§ **EXERCISE DATA**

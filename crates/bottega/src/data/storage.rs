//! Per-scenario file storage
//!
//! Directory structure:
//! ~/.bottega/
//!   bottega.log          # Only with --log-file
//!   scenarios/
//!     reference.yaml
//!     summer.yaml

use std::fs;
use std::path::{Path, PathBuf};

use super::scenario_data::ScenarioData;
use crate::util::io::atomic_write;

/// Error types for storage operations
#[derive(Debug)]
pub enum StorageError {
    Io(String),
    Parse(String),
    Serialize(String),
    /// Refused to overwrite an existing scenario file
    AlreadyExists(PathBuf),
    /// Neither a file nor a scenario in the data directory
    NotFound(String),
}

impl std::fmt::Display for StorageError {
    fn fmt(&self, f: &mut std::fmt::Formatter<'_>) -> std::fmt::Result {
        match self {
            StorageError::Io(msg) => write!(f, "IO error: {}", msg),
            StorageError::Parse(msg) => write!(f, "Parse error: {}", msg),
            StorageError::Serialize(msg) => write!(f, "Serialization error: {}", msg),
            StorageError::AlreadyExists(path) => {
                write!(f, "{} already exists (use --force to overwrite)", path.display())
            }
            StorageError::NotFound(name) => write!(f, "scenario {:?} not found", name),
        }
    }
}

impl std::error::Error for StorageError {}

/// Manages the data directory for per-scenario file storage
pub struct DataDirectory {
    root: PathBuf,
}

impl DataDirectory {
    /// Create a new DataDirectory instance
    pub fn new(root: PathBuf) -> Self {
        Self { root }
    }

    /// Get the default data directory path (~/.bottega/)
    pub fn default_path() -> PathBuf {
        dirs::home_dir()
            .unwrap_or_else(|| PathBuf::from("."))
            .join(".bottega")
    }

    pub fn root(&self) -> &Path {
        &self.root
    }

    /// Get the path to the scenarios directory
    fn scenarios_dir(&self) -> PathBuf {
        self.root.join("scenarios")
    }

    /// Get the path to a specific scenario file
    pub fn scenario_path(&self, name: &str) -> PathBuf {
        self.scenarios_dir()
            .join(format!("{}.yaml", sanitize_filename(name)))
    }

    /// Check if the data directory exists and has been initialized
    pub fn exists(&self) -> bool {
        self.root.exists() && self.scenarios_dir().exists()
    }

    /// Initialize the data directory structure
    pub fn init(&self) -> Result<(), StorageError> {
        fs::create_dir_all(self.scenarios_dir()).map_err(|e| {
            StorageError::Io(format!("Failed to create scenarios directory: {}", e))
        })
    }

    /// Names of all stored scenarios, sorted
    pub fn list_scenarios(&self) -> Result<Vec<String>, StorageError> {
        if !self.exists() {
            return Ok(Vec::new());
        }
        let entries = fs::read_dir(self.scenarios_dir())
            .map_err(|e| StorageError::Io(format!("Failed to read scenarios directory: {}", e)))?;

        let mut names: Vec<String> = entries
            .filter_map(Result::ok)
            .map(|entry| entry.path())
            .filter(|path| path.extension().is_some_and(|ext| ext == "yaml"))
            .filter_map(|path| path.file_stem().map(|s| s.to_string_lossy().into_owned()))
            .collect();
        names.sort();
        Ok(names)
    }

    /// Resolve a scenario argument: an existing file path wins, otherwise the
    /// argument is a scenario name in the data directory.
    pub fn resolve(&self, scenario: &str) -> Result<PathBuf, StorageError> {
        let as_path = Path::new(scenario);
        if as_path.is_file() {
            return Ok(as_path.to_path_buf());
        }
        let stored = self.scenario_path(scenario);
        if stored.is_file() {
            Ok(stored)
        } else {
            Err(StorageError::NotFound(scenario.to_string()))
        }
    }

    /// Load a scenario by path or name
    pub fn load_scenario(&self, scenario: &str) -> Result<ScenarioData, StorageError> {
        let path = self.resolve(scenario)?;
        tracing::info!(path = %path.display(), "loading scenario");
        load_scenario_from_path(&path)
    }

    /// Save a scenario under its name, refusing to clobber unless `overwrite`
    pub fn save_scenario(
        &self,
        data: &ScenarioData,
        overwrite: bool,
    ) -> Result<PathBuf, StorageError> {
        if !self.exists() {
            self.init()?;
        }

        let path = self.scenario_path(&data.name);
        if path.exists() && !overwrite {
            return Err(StorageError::AlreadyExists(path));
        }

        let yaml = data
            .to_yaml()
            .map_err(|e| StorageError::Serialize(format!("Failed to serialize scenario: {}", e)))?;

        atomic_write(&path, &yaml)
            .map_err(|e| StorageError::Io(format!("Failed to write scenario: {}", e)))?;
        tracing::info!(path = %path.display(), "saved scenario");
        Ok(path)
    }
}

/// Load a scenario from an explicit file
pub fn load_scenario_from_path(path: &Path) -> Result<ScenarioData, StorageError> {
    let content = fs::read_to_string(path)
        .map_err(|e| StorageError::Io(format!("Failed to read file: {}", e)))?;

    ScenarioData::from_yaml(&content)
        .map_err(|e| StorageError::Parse(format!("Failed to parse YAML: {}", e)))
}

/// Sanitize a scenario name for use as a filename
fn sanitize_filename(name: &str) -> String {
    name.chars()
        .map(|c| {
            if c.is_alphanumeric() || c == '-' || c == '_' || c == ' ' {
                c
            } else {
                '_'
            }
        })
        .collect()
}

#[cfg(test)]
mod tests {
    use super::*;
    use tempfile::TempDir;

    #[test]
    fn test_data_directory_init() {
        let temp_dir = TempDir::new().unwrap();
        let data_dir = DataDirectory::new(temp_dir.path().join(".bottega"));

        assert_eq!(data_dir.root(), temp_dir.path().join(".bottega"));
        assert!(!data_dir.exists());
        data_dir.init().unwrap();
        assert!(data_dir.exists());
        assert!(data_dir.list_scenarios().unwrap().is_empty());
    }

    #[test]
    fn test_save_and_load_by_name() {
        let temp_dir = TempDir::new().unwrap();
        let data_dir = DataDirectory::new(temp_dir.path().to_path_buf());

        let scenario = ScenarioData::reference();
        let path = data_dir.save_scenario(&scenario, false).unwrap();
        assert_eq!(path, data_dir.scenario_path("reference"));

        let loaded = data_dir.load_scenario("reference").unwrap();
        assert_eq!(loaded, scenario);
        assert_eq!(data_dir.list_scenarios().unwrap(), vec!["reference"]);
    }

    #[test]
    fn test_save_refuses_overwrite_without_flag() {
        let temp_dir = TempDir::new().unwrap();
        let data_dir = DataDirectory::new(temp_dir.path().to_path_buf());
        let scenario = ScenarioData::reference();

        data_dir.save_scenario(&scenario, false).unwrap();
        assert!(matches!(
            data_dir.save_scenario(&scenario, false),
            Err(StorageError::AlreadyExists(_))
        ));
        assert!(data_dir.save_scenario(&scenario, true).is_ok());
    }

    #[test]
    fn test_resolve_prefers_existing_path() {
        let temp_dir = TempDir::new().unwrap();
        let data_dir = DataDirectory::new(temp_dir.path().join("data"));
        let file = temp_dir.path().join("custom.yaml");
        fs::write(&file, ScenarioData::reference().to_yaml().unwrap()).unwrap();

        let resolved = data_dir.resolve(file.to_str().unwrap()).unwrap();
        assert_eq!(resolved, file);
        assert!(matches!(
            data_dir.resolve("nowhere"),
            Err(StorageError::NotFound(_))
        ));
    }

    #[test]
    fn test_parse_error_is_reported() {
        let temp_dir = TempDir::new().unwrap();
        let file = temp_dir.path().join("broken.yaml");
        fs::write(&file, "name: broken\nparameters: 12\n").unwrap();

        assert!(matches!(
            load_scenario_from_path(&file),
            Err(StorageError::Parse(_))
        ));
    }

    #[test]
    fn test_sanitize_filename() {
        assert_eq!(sanitize_filename("Los Falcone"), "Los Falcone");
        assert_eq!(sanitize_filename("a/b:c"), "a_b_c");
    }
}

§ **WORK INSTRUCTION**
Beginning of the records through the line with "impl std::fmt::Display for": return that span exactly and stop there.

§ **OUTPUT**
filename crates/bottega/src/data/storage.rs
//! Per-scenario file storage
//!
//! Directory structure:
//! ~/.bottega/
//!   bottega.log          # Only with --log-file
//!   scenarios/
//!     reference.yaml
//!     summer.yaml

use std::fs;
use std::path::{Path, PathBuf};

use super::scenario_data::ScenarioData;
use crate::util::io::atomic_write;

/// Error types for storage operations
#[derive(Debug)]
pub enum StorageError {
    Io(String),
    Parse(String),
    Serialize(String),
    /// Refused to overwrite an existing scenario file
    AlreadyExists(PathBuf),
    /// Neither a file nor a scenario in the data directory
    NotFound(String),
}

impl std::fmt::Display for StorageError {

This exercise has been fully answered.